Regional specialties, rare imported sweets, and one-of-a-kind housemade confections deliver a satisfying sugar rush—with a dash of nostalgia.
“We have a circus and sideshow mentality to the way we do business,” says Brandon Hodge, owner of the retro-inspired Big Top Candy Shop in Austin, TX. “When customers walk in they can have a few minutes where time stands still.”
The yellow and red tent-themed walls are crammed with items to surprise and delight: antique instruments, vintage circus posters, and, of course, overflowing selections of colorful (often nostalgic) candy. Lines for the old-fashioned sodas and Blue Bell ice cream served at the ’50s-style counter regularly snake out the door on weekends.
Beyond satisfying a sweet tooth, well-stocked candy stores like Big Top entice grown-ups with the possibility of rediscovering a forgotten childhood treat. On New York’s Lower East Side, for instance, Mitchell Cohen and his family pack in an overwhelming selection of nostalgic sweets. “Economy Candy has almost 2,000 different items to choose from and sells every candy and chocolate from your generation, your parents’ generation, and even your grandparents’ at the lowest prices around,” he states.
Such old-time shops that highlight regional candy-making traditions provide travelers with a taste of a destination—and the chance to pick up sure-to-please souvenirs. In Philadelphia, two brothers recently restored Shane Confectionary to its antebellum glory while continuing its longtime production of animal-shaped sugar sculptures and handmade buttercream chocolates.
At Old Port Candy Co. in Portland, ME, Anna Largay sells gummy lobsters and salt
Join the party at these candy shops across America.
Opening her own sweet shop in 2011 fulfilled a dream for Amy Hansen, who drew on her training at the French Pastry School and a background in marketing and accounting. The glass jars neatly lining the shelves are full of rare and imported candy, licorice, and gummies. But regulars turn up for the handmade turtles and sea-salt caramels. Her signature OMG Candy Bar—with layers of sea-salt caramel, crunchy hazelnut praline, and creamy chocolate ganache—is a heady sugar rush. Across town from the Lincoln Square shop, Amy’s treats are also available through spring 2015 at a pop-shop in Hyde Park.
“People are barraged with colors, sights, and sounds when they walk in, just like the circus. We pride ourselves on that,” says owner Brandon Hodge.
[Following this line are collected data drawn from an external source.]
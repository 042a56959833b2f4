//! Line commands
//!
//! One command per stdin line, mapped onto the recorder. `clear` is destructive
//! and needs a `y` on the following line before it runs.

use std::io::{self, Write};
use std::str::FromStr;

use afrlog_core::recorder::SharedRecorder;
use thiserror::Error;

/// Help text printed by `help`
pub const HELP: &str = "\
commands:
  start               begin recording into a new series
  stop                stop recording
  split               start a new series without stopping
  clear               delete all series (asks for confirmation)
  rename <i> <name>   rename series number i (0-based)
  status              show recorder state
  export              print all series as JSON
  help                show this help
  quit                exit";

/// Errors parsing a command line
#[derive(Error, Debug, PartialEq, Eq)]
pub enum CommandError {
    #[error("Unknown command: {0}")]
    Unknown(String),

    #[error("Missing argument: {0}")]
    MissingArgument(&'static str),

    #[error("Invalid series index: {0}")]
    InvalidIndex(String),
}

/// A parsed command
#[derive(Debug, Clone, PartialEq, Eq)]
pub enum Command {
    Start,
    Stop,
    Split,
    Clear,
    Rename { index: usize, name: String },
    Status,
    Export,
    Help,
    Quit,
}

impl FromStr for Command {
    type Err = CommandError;

    fn from_str(line: &str) -> Result<Self, Self::Err> {
        let line = line.trim();
        let (word, rest) = match line.split_once(char::is_whitespace) {
            Some((word, rest)) => (word, rest.trim()),
            None => (line, ""),
        };

        match word.to_lowercase().as_str() {
            "start" => Ok(Command::Start),
            "stop" => Ok(Command::Stop),
            "split" => Ok(Command::Split),
            "clear" => Ok(Command::Clear),
            "status" => Ok(Command::Status),
            "export" => Ok(Command::Export),
            "help" | "?" => Ok(Command::Help),
            "quit" | "exit" => Ok(Command::Quit),
            "rename" => {
                let (index, name) = match rest.split_once(char::is_whitespace) {
                    Some((index, name)) => (index, name.trim()),
                    None if rest.is_empty() => return Err(CommandError::MissingArgument("index")),
                    None => return Err(CommandError::MissingArgument("name")),
                };
                let index = index
                    .parse()
                    .map_err(|_| CommandError::InvalidIndex(index.to_string()))?;
                Ok(Command::Rename {
                    index,
                    name: name.to_string(),
                })
            }
            other => Err(CommandError::Unknown(other.to_string())),
        }
    }
}

/// Whether the session should keep reading commands
#[derive(Debug, Clone, Copy, PartialEq, Eq)]
pub enum Outcome {
    Continue,
    Quit,
}

/// Command session against one recorder
#[derive(Debug)]
pub struct Session {
    recorder: SharedRecorder,
    /// Set after `clear`, until the user answers the confirmation
    awaiting_clear: bool,
}

impl Session {
    /// Create a session
    pub fn new(recorder: SharedRecorder) -> Self {
        Self {
            recorder,
            awaiting_clear: false,
        }
    }

    /// Handle one input line, writing any response to `out`
    pub fn handle_line<W: Write>(&mut self, line: &str, out: &mut W) -> io::Result<Outcome> {
        if std::mem::take(&mut self.awaiting_clear) {
            if matches!(line.trim().to_lowercase().as_str(), "y" | "yes") {
                self.recorder.clear();
                writeln!(out, "cleared")?;
            } else {
                writeln!(out, "clear cancelled")?;
            }
            return Ok(Outcome::Continue);
        }

        if line.trim().is_empty() {
            return Ok(Outcome::Continue);
        }

        match line.parse::<Command>() {
            Ok(command) => self.execute(command, out),
            Err(e) => {
                writeln!(out, "{e} (try 'help')")?;
                Ok(Outcome::Continue)
            }
        }
    }

    fn execute<W: Write>(&mut self, command: Command, out: &mut W) -> io::Result<Outcome> {
        match command {
            Command::Start => match self.recorder.start() {
                Ok(()) => writeln!(out, "recording")?,
                Err(e) => writeln!(out, "{e}")?,
            },
            Command::Stop => {
                self.recorder.stop();
                writeln!(out, "stopped")?;
            }
            Command::Split => {
                let index = self.recorder.split();
                writeln!(out, "new series {index}")?;
            }
            Command::Clear => {
                self.awaiting_clear = true;
                writeln!(out, "Are you sure? [y/N]")?;
            }
            Command::Rename { index, name } => match self.recorder.rename(index, name) {
                Ok(()) => writeln!(out, "renamed series {index}")?,
                Err(e) => writeln!(out, "{e}")?,
            },
            Command::Status => self.write_status(out)?,
            Command::Export => {
                let series = self.recorder.snapshot().series;
                serde_json::to_writer_pretty(&mut *out, &series)?;
                writeln!(out)?;
            }
            Command::Help => writeln!(out, "{HELP}")?,
            Command::Quit => return Ok(Outcome::Quit),
        }
        Ok(Outcome::Continue)
    }

    fn write_status<W: Write>(&self, out: &mut W) -> io::Result<()> {
        let state = self.recorder.snapshot();
        writeln!(
            out,
            "{} | latest {:.2} | {} series",
            if state.running { "recording" } else { "idle" },
            state.latest_value,
            state.series.len()
        )?;
        for (index, series) in state.series.iter().enumerate() {
            writeln!(out, "  [{index}] {} ({} points)", series.name, series.len())?;
        }
        Ok(())
    }
}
Texans with a sweet tooth have been flocking to his whimsical shop on South Congress Avenue since 2007. Big Top specializes in handmade chocolate-covered bacon dipped in dark chocolate and sprinkled with sea salt. For traditionalists, it also offers a soda and ice cream counter, a 16-foot wall of nostalgic candy, a 12-foot wall of concession-style candy, and more than 40 flavors of taffy.
The vintage tins and baskets at Candy Babel are loaded with organic, kosher, vegan, gluten-free, or non-GMO treats imported from around the world (chewy British foam candy and caramel robin’s eggs, for example). “Living in Denmark, I discovered the joy of chemical-free candy and decided to share it with the Pacific Northwest,” explains owner Armani Greer. What makes it really special, though, are her 300-plus flavors of organic cotton candy—including glow-in-the-dark varieties made using LED technology—and available only in summer.
Growing up in a candy-free household did much to encourage owner Diane Campbell’s sweets obsession. Today, she and her husband, Brian, stock an exacting selection of hard-to-find confections at their stylish Russian Hill showroom. “We opened with the intention of creating a carefully curated shop, where candy would be given the same respect accorded to fine wine and cheese,” she explains. On display are glass jars filled with salted caramel balls, matcha balls, and other colorful bulk items that contrast with the light walls. If those don’t suit, you can choose from specialty candy bars like San Francisco’s own Dandelion Chocolate and Japanese green tea Kit Kats.
The Cohen family has been satisfying the Lower East Side’s sugar cravings since 1937. “From Abba-Zaba to Zagnut, if we don’t have it, they probably don’t make it anymore. And if they do, we’ll find it for you,” states third-generation owner Mitchell Cohen. Indeed, the aisles of this neighborhood favorite are jam-packed from floor to ceiling with every candy imaginable. It also carries fresh dried fruits, nuts, halvah, and gourmet chocolates.